第57話 Aランククエスト

 クエストの内容はかいつまんで説明したらこういうことらしい。

 ダンジョンの魔物が増えてきて、冒険者や軍、警邏では駆除しきれなくなっている。

 だから腕の立つ冒険者をまとめて発注して、バランス調整を行うというものだ。

 ダンジョンは全部で5階層、普段の魔物の数を1とすると、現在3、つまり普段のダンジョンの3倍危ないらしい。

 しかもこれは未確定情報、別にダンジョンの隅から隅まで魔物の数を数えたわけじゃない。

 第1階層から第3階層までの魔物の数を複数の冒険者から聞き取りおおよその数を予測しただけに過ぎない。

 もしかしたら3倍も魔物はいないかもしれない。

 だがその逆もあり得るのだ、決して簡単なクエストではない。

 メインクエストは魔物の駆除、それに付随して魔物が増えた原因、活性化した原因の解明、危険度を判断し、クエスト換算でC以上と判断された場合その排除。

 クエストの開始は明後日の朝、明日の夕方に集合、ダンジョン前に陣取った状態で夜を明かし朝一で突入する。

 参加人員は10パーティー45名、現在アラタ達参加者はその準備に追われている。


「俺は先生の授業をキャンセルしてクエストのことを伝えてくる。

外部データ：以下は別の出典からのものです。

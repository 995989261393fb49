//! Chat session lifecycle with reinitialize-on-error recovery.
//!
//! Every conversation is keyed by a [`SessionKey`] and guarded by its own
//! async mutex, so turns on one conversation never interleave. A failed turn
//! always discards the handle and opens a fresh one before the error is
//! returned; repeated failures open a per-session circuit that rejects calls
//! until a cooldown has elapsed.

use std::fmt;
use std::sync::Arc;
use std::time::{Duration, Instant};

use dashmap::DashMap;
use tokio::sync::Mutex;
use tracing::{debug, error, info, warn};
use uuid::Uuid;

use crate::llm::{ChatClient, ChatHandle, HandleId};

use super::error::{ChatError, ChatResult};
use super::prompt::{GREETING, PERSONA_PREAMBLE};

/// Longest accepted session key, in characters.
const MAX_KEY_CHARS: usize = 128;

/// Identifies one conversation.
#[derive(Clone, Debug, PartialEq, Eq, Hash)]
pub struct SessionKey(String);

impl SessionKey {
    /// Key of the conversation shared by callers that send no session id.
    pub const DEFAULT: &'static str = "default";

    /// Build a key from an optional client-supplied value.
    ///
    /// Blank or missing values select the shared default conversation.
    /// Overlong values are replaced by a name-based UUID of the full value.
    #[must_use]
    pub fn from_client(raw: Option<&str>) -> Self {
        match raw.map(str::trim).filter(|s| !s.is_empty()) {
            Some(value) if value.chars().count() > MAX_KEY_CHARS => Self(format!(
                "long:{}",
                Uuid::new_v5(&Uuid::NAMESPACE_OID, value.as_bytes())
            )),
            Some(value) => Self(value.to_string()),
            None => Self::shared(),
        }
    }

    /// The shared default key.
    #[must_use]
    pub fn shared() -> Self {
        Self(Self::DEFAULT.to_string())
    }

    /// Borrow the key text.
    #[must_use]
    pub fn as_str(&self) -> &str {
        &self.0
    }
}

impl fmt::Display for SessionKey {
    fn fmt(&self, f: &mut fmt::Formatter<'_>) -> fmt::Result {
        f.write_str(&self.0)
    }
}

/// Expiry and failure policy for conversations.
#[derive(Clone, Debug)]
pub struct SessionPolicy {
    /// Idle time after which a conversation is dropped.
    pub idle_ttl: Duration,
    /// Maximum number of live conversations.
    pub max_sessions: usize,
    /// Consecutive failed turns that open the circuit.
    pub failure_threshold: u32,
    /// How long an open circuit rejects calls.
    pub cooldown: Duration,
}

impl Default for SessionPolicy {
    fn default() -> Self {
        Self {
            idle_ttl: Duration::from_secs(60 * 60),
            max_sessions: 1024,
            failure_threshold: 5,
            cooldown: Duration::from_secs(30),
        }
    }
}

#[derive(Default)]
struct Conversation {
    handle: Option<Box<dyn ChatHandle>>,
    consecutive_failures: u32,
    open_until: Option<Instant>,
}

struct SessionEntry {
    conversation: Arc<Mutex<Conversation>>,
    last_used: Instant,
}

/// Owns conversation handles and applies the recovery policy.
pub struct ChatSessionManager {
    client: Arc<dyn ChatClient>,
    sessions: DashMap<SessionKey, SessionEntry>,
    policy: SessionPolicy,
}

impl ChatSessionManager {
    /// Create a manager without opening any conversation.
    #[must_use]
    pub fn new(client: Arc<dyn ChatClient>, policy: SessionPolicy) -> Self {
        Self {
            client,
            sessions: DashMap::new(),
            policy,
        }
    }

    /// Number of live conversations.
    #[must_use]
    pub fn session_count(&self) -> usize {
        self.sessions.len()
    }

    /// Identifier of the handle currently serving `key`, if any.
    pub async fn handle_id(&self, key: &SessionKey) -> Option<HandleId> {
        let conversation = self
            .sessions
            .get(key)
            .map(|entry| Arc::clone(&entry.conversation))?;
        let guard = conversation.lock().await;
        guard.handle.as_ref().map(|handle| handle.id())
    }

    /// Discard the conversation behind `key` and open a new one primed with the persona.
    ///
    /// Returns the canned greeting. A successful initialization also closes
    /// the session's circuit.
    ///
    /// # Errors
    /// Returns [`ChatError::Remote`] if the session cannot be opened or the
    /// persona preamble is rejected. The previous handle is discarded either way.
    pub async fn initialize(&self, key: &SessionKey) -> ChatResult<String> {
        let conversation = self.conversation(key);
        let mut guard = conversation.lock().await;
        let greeting = self.initialize_locked(key, &mut guard).await?;
        guard.consecutive_failures = 0;
        guard.open_until = None;
        Ok(greeting)
    }

    /// Send `text` on the conversation behind `key` and return the reply.
    ///
    /// Opens the conversation first if it has no handle. On failure the
    /// conversation is reinitialized once and the original error returned.
    ///
    /// # Errors
    /// Returns [`ChatError::CircuitOpen`] while the session is cooling down,
    /// or the [`ChatError::Remote`] that made the turn fail.
    pub async fn respond(&self, key: &SessionKey, text: &str) -> ChatResult<String> {
        let conversation = self.conversation(key);
        let mut guard = conversation.lock().await;

        if let Some(until) = guard.open_until {
            let now = Instant::now();
            if now < until {
                let retry_in_secs = until.saturating_duration_since(now).as_secs().max(1);
                debug!(session = %key, retry_in_secs, "Circuit open, rejecting turn");
                return Err(ChatError::CircuitOpen { retry_in_secs });
            }
        }

        match self.exchange(key, &mut guard, text).await {
            Ok(reply) => {
                guard.consecutive_failures = 0;
                guard.open_until = None;
                Ok(reply)
            }
            Err(err) => {
                error!(session = %key, error = %err, "Error getting response");
                guard.consecutive_failures = guard.consecutive_failures.saturating_add(1);
                if guard.consecutive_failures >= self.policy.failure_threshold {
                    guard.open_until = Some(Instant::now() + self.policy.cooldown);
                    warn!(
                        session = %key,
                        failures = guard.consecutive_failures,
                        cooldown_secs = self.policy.cooldown.as_secs(),
                        "Opening chat circuit"
                    );
                }

                if let Err(reinit) = self.initialize_locked(key, &mut guard).await {
                    warn!(session = %key, error = %reinit, "Recovery reinitialization failed");
                }
                Err(err)
            }
        }
    }

    async fn exchange(
        &self,
        key: &SessionKey,
        conversation: &mut Conversation,
        text: &str,
    ) -> ChatResult<String> {
        let mut handle = match conversation.handle.take() {
            Some(handle) => handle,
            None => self.open_handle(key).await?,
        };
        let result = handle.send(text).await;
        if result.is_ok() {
            debug!(session = %key, history = handle.history().len(), "Turn recorded");
        }
        conversation.handle = Some(handle);
        result.map_err(ChatError::from)
    }

    async fn initialize_locked(
        &self,
        key: &SessionKey,
        conversation: &mut Conversation,
    ) -> ChatResult<String> {
        conversation.handle = None;
        let handle = self.open_handle(key).await?;
        conversation.handle = Some(handle);
        Ok(GREETING.to_string())
    }

    async fn open_handle(&self, key: &SessionKey) -> ChatResult<Box<dyn ChatHandle>> {
        let mut handle = self
            .client
            .start_session(Vec::new())
            .await
            .inspect_err(|e| error!(session = %key, error = %e, "Error initializing chat"))?;

        let live_greeting = handle.send(PERSONA_PREAMBLE).await.inspect_err(|e| {
            error!(session = %key, error = %e, transient = e.is_transient(), "Persona preamble rejected");
        })?;

        debug!(session = %key, handle = %handle.id(), greeting = %live_greeting, "Model greeting");
        info!(session = %key, handle = %handle.id(), "Chat session initialized");
        Ok(handle)
    }

    fn conversation(&self, key: &SessionKey) -> Arc<Mutex<Conversation>> {
        let now = Instant::now();
        self.prune_idle(now);

        if !self.sessions.contains_key(key) && self.sessions.len() >= self.policy.max_sessions {
            self.evict_least_recent();
        }

        let mut entry = self
            .sessions
            .entry(key.clone())
            .or_insert_with(|| SessionEntry {
                conversation: Arc::new(Mutex::new(Conversation::default())),
                last_used: now,
            });
        entry.last_used = now;
        Arc::clone(&entry.conversation)
    }

    fn prune_idle(&self, now: Instant) {
        let ttl = self.policy.idle_ttl;
        let before = self.sessions.len();
        self.sessions
            .retain(|_, entry| now.saturating_duration_since(entry.last_used) < ttl);
        let pruned = before.saturating_sub(self.sessions.len());
        if pruned > 0 {
            debug!(pruned, "Dropped idle chat sessions");
        }
    }

    fn evict_least_recent(&self) {
        let oldest = self
            .sessions
            .iter()
            .min_by_key(|entry| entry.value().last_used)
            .map(|entry| entry.key().clone());

        if let Some(key) = oldest {
            self.sessions.remove(&key);
            debug!(session = %key, "Evicted least recently used chat session");
        }
    }
}
//! Speech-to-text adapters used by the audio endpoint.

pub mod gemini;

pub use gemini::GeminiTranscriber;

use async_trait::async_trait;
use thiserror::Error;

use crate::llm::LlmError;

/// Fallback MIME type when the upload does not declare one.
pub const DEFAULT_AUDIO_MIME: &str = "audio/wav";

/// Uploaded audio awaiting transcription.
#[derive(Clone, Debug)]
pub struct AudioClip {
    /// Raw audio bytes as uploaded.
    pub bytes: Vec<u8>,
    /// MIME type of the bytes.
    pub mime_type: String,
}

impl AudioClip {
    /// Build a clip, defaulting the MIME type when the upload did not carry a usable one.
    #[must_use]
    pub fn new(bytes: Vec<u8>, mime_type: Option<&str>) -> Self {
        let mime_type = mime_type
            .map(str::trim)
            .filter(|m| m.starts_with("audio/") || m.starts_with("video/"))
            .unwrap_or(DEFAULT_AUDIO_MIME)
            .to_string();
        Self { bytes, mime_type }
    }

    /// Whether the upload carried no data.
    #[must_use]
    pub const fn is_empty(&self) -> bool {
        self.bytes.is_empty()
    }
}

/// Errors produced by speech transcription.
#[derive(Debug, Error)]
pub enum TranscriptionError {
    /// No speech could be recognized in the audio.
    #[error("could not understand the audio")]
    Unrecognized,

    /// The transcription service failed.
    #[error("transcription service error: {0}")]
    Remote(#[from] LlmError),
}

/// Converts audio into text.
#[async_trait]
pub trait SpeechTranscriber: Send + Sync {
    /// Transcribe `clip` to plain text.
    ///
    /// # Errors
    /// Returns [`TranscriptionError::Unrecognized`] when no speech is found,
    /// or [`TranscriptionError::Remote`] when the service call fails.
    async fn transcribe(&self, clip: AudioClip) -> Result<String, TranscriptionError>;
}
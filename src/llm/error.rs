//! Error types for the remote chat client.

use thiserror::Error;

/// Errors produced while talking to the hosted model.
#[derive(Debug, Error)]
pub enum LlmError {
    /// Transport failure (connect, timeout, body decoding).
    #[error("HTTP request failed: {0}")]
    Http(#[from] reqwest::Error),

    /// The API answered with a non-success status.
    #[error("model API returned {status}: {message}")]
    Status {
        /// HTTP status code.
        status: u16,
        /// Error message extracted from the response body.
        message: String,
    },

    /// The response carried no text candidate.
    #[error("model returned no text in the response candidates")]
    EmptyResponse,

    /// The prompt or the reply was blocked by safety filters.
    #[error("model blocked the request: {0}")]
    Blocked(String),

    /// Client could not be configured.
    #[error("client configuration error: {0}")]
    Config(String),
}

impl LlmError {
    /// Whether the failure is likely transient.
    #[must_use]
    pub fn is_transient(&self) -> bool {
        match self {
            Self::Http(err) => err.is_connect() || err.is_timeout(),
            Self::Status { status, .. } => matches!(status, 429 | 500 | 502 | 503 | 504),
            Self::EmptyResponse | Self::Blocked(_) | Self::Config(_) => false,
        }
    }
}

/// Convenience result alias for remote chat operations.
pub type LlmResult<T> = Result<T, LlmError>;
use tokio::sync::{Mutex, broadcast};

use crate::dto::sse::ServerEvent;

/// SSE-specific sub-state carved out from [`AppState`](super::AppState).
pub struct SseState {
    display: SseHub,
    operator: OperatorSseState,
}

impl SseState {
    /// Build the SSE sub-tree with per-stream channel capacities.
    pub fn new(display_capacity: usize, operator_capacity: usize) -> Self {
        Self {
            display: SseHub::new(display_capacity),
            operator: OperatorSseState::new(operator_capacity),
        }
    }

    /// Access the hub feeding the shared story display.
    pub fn display(&self) -> &SseHub {
        &self.display
    }

    /// Access the operator SSE state bundle containing both hub and token.
    pub fn operator(&self) -> &OperatorSseState {
        &self.operator
    }
}

/// State bundle holding the operator SSE hub and its coordinating token.
pub struct OperatorSseState {
    hub: SseHub,
    token: Mutex<Option<String>>,
}

impl OperatorSseState {
    /// Create the operator SSE manager backed by a broadcast channel and token lock.
    fn new(capacity: usize) -> Self {
        Self {
            hub: SseHub::new(capacity),
            token: Mutex::new(None),
        }
    }

    /// Borrow the broadcast hub used for operator-only events.
    pub fn hub(&self) -> &SseHub {
        &self.hub
    }

    /// Borrow the token mutex that coordinates the single operator connection.
    pub fn token(&self) -> &Mutex<Option<String>> {
        &self.token
    }
}

/// Simple broadcast hub wrapper used by the SSE services.
pub struct SseHub {
    sender: broadcast::Sender<ServerEvent>,
}

impl SseHub {
    /// Construct a new hub backed by a Tokio broadcast channel with the given capacity.
    pub fn new(capacity: usize) -> Self {
        let (sender, _receiver) = broadcast::channel(capacity);
        Self { sender }
    }

    /// Register a new subscriber that will receive subsequent events.
    pub fn subscribe(&self) -> broadcast::Receiver<ServerEvent> {
        self.sender.subscribe()
    }

    /// Send an event to all current subscribers, ignoring delivery errors.
    pub fn broadcast(&self, event: ServerEvent) {
        let _ = self.sender.send(event);
    }
}
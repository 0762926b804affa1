use serde::Serialize;
use utoipa::ToSchema;

use crate::dto::common::StationStateSnapshot;

#[derive(Clone, Debug)]
/// Dispatched payload carried across SSE channels.
pub struct ServerEvent {
    pub event: Option<String>,
    pub data: String,
}

impl ServerEvent {
    /// Convenience wrapper that serialises `payload` into the SSE data field.
    pub fn json<E, T>(event: E, payload: &T) -> serde_json::Result<Self>
    where
        E: Into<Option<String>>,
        T: Serialize,
    {
        Ok(Self {
            event: event.into(),
            data: serde_json::to_string(payload)?,
        })
    }
}

#[derive(Debug, Serialize, ToSchema)]
/// Initial metadata sent to an SSE client when it connects.
pub struct Handshake {
    /// Identifier of the SSE stream (`display` or `operator`).
    pub stream: String,
    /// Human-readable message confirming the subscription.
    pub message: String,
    /// Whether the backend is running without a storage backend connection.
    pub degraded: bool,
}

#[derive(Debug, Serialize, ToSchema)]
/// Handshake payload carrying the operator stream token.
pub struct OperatorHandshake {
    /// Token identifying the single allowed operator connection.
    pub token: String,
}

#[derive(Debug, Serialize, ToSchema)]
/// Broadcast when the backend enters or leaves degraded mode.
pub struct SystemStatus {
    pub degraded: bool,
}

#[derive(Debug, Serialize, ToSchema)]
/// Broadcast to the shared display whenever the story buffer mutates.
pub struct StoryTextEvent {
    /// Name of the pending or created story.
    #[serde(skip_serializing_if = "Option::is_none")]
    pub name: Option<String>,
    /// Full body text snapshot.
    pub text: String,
    /// Whether the story exists in the store already.
    pub active: bool,
}

#[derive(Debug, Serialize, ToSchema)]
#[serde(transparent)]
/// Broadcast whenever a station's lifecycle state changes.
pub struct StationStateEvent(pub StationStateSnapshot);

#[derive(Debug, Serialize, ToSchema)]
/// Broadcast when the shared display must flip for the current writer.
pub struct DisplayOrientationEvent {
    /// True when the display should render upside down.
    pub flipped: bool,
}

#[derive(Debug, Serialize, ToSchema)]
/// Event asking a station to resolve a login before its turn can start.
pub struct LoginPromptEvent {
    /// Station the prompt targets.
    pub station: String,
}

#[derive(Debug, Serialize, ToSchema)]
/// Event asking the promoted writer to name the new story.
pub struct StoryNamePromptEvent {
    /// Station the prompt targets.
    pub station: String,
}

#[derive(Debug, Serialize, ToSchema)]
/// Operator-facing warning that did not block the triggering command.
pub struct StationWarningEvent {
    /// Station the warning originated from.
    pub station: String,
    /// Human-readable description.
    pub message: String,
}
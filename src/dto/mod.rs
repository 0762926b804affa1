use std::time::SystemTime;
use time::{OffsetDateTime, format_description::well_known::Rfc3339};

pub mod common;
pub mod health;
pub mod public;
pub mod sse;
pub mod station;
pub mod validation;

fn format_system_time(time: SystemTime) -> String {
    OffsetDateTime::from(time)
        .format(&Rfc3339)
        .unwrap_or_else(|_| "invalid-timestamp".into())
}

準備は任せた……リーゼ」


「はい、ドレイクさんによろしくお願いします」


「なんで私には任せないんだ! おかしいだろう!」


「だって、ねえ?」


「もういい! 早く行け!」


 いつものノリを終えてアラタは一人ドレイクの元へと向かった。

 本来は今頃魔術の勉強をしているはず、刀を使った結界術のことを話せると思っていたのにとんだ誤算だ。

 アラタが家に到着した時、ドレイクは珍しく玄関の前で待っていた。


「すみません。ギルドから呼び出しを受けていました」


「よい、状況は把握しておる。明日と明後日の勉強はなしじゃな?」


「それでお願いします。クエストが終わったらまた来ます。じゃあこれで」


 今日はまだ動かないとはいえ、明日の日中まで準備はかかりそうだとアラタは足早にその場を後にしようとする。


「アラタ、これを持って行け」


 呼び止められたアラタは踵を返しドレイクの掌にある物に眼をやる。

 彼の掌には水晶のような石とこれも宝石があしらわれた首飾り、その二つがあった。


「これは?」


「転移魔術用の魔道具と……まあお守りみたいなものじゃ。首飾りの方はお主が身に着けよ、お主じゃぞ。それと魔道具の方は魔力を込めれば起動するが大人数を移動させる故、発動まで30秒かかる。危ないと思ったらすぐ使え、使い時を誤るでないぞ」


 恐らく高価な魔道具、そんなものをポンと渡してくれて感謝しかないのだが、今回に限ってそんなに色々と渡してくれる師にアラタは一抹の不安を覚える。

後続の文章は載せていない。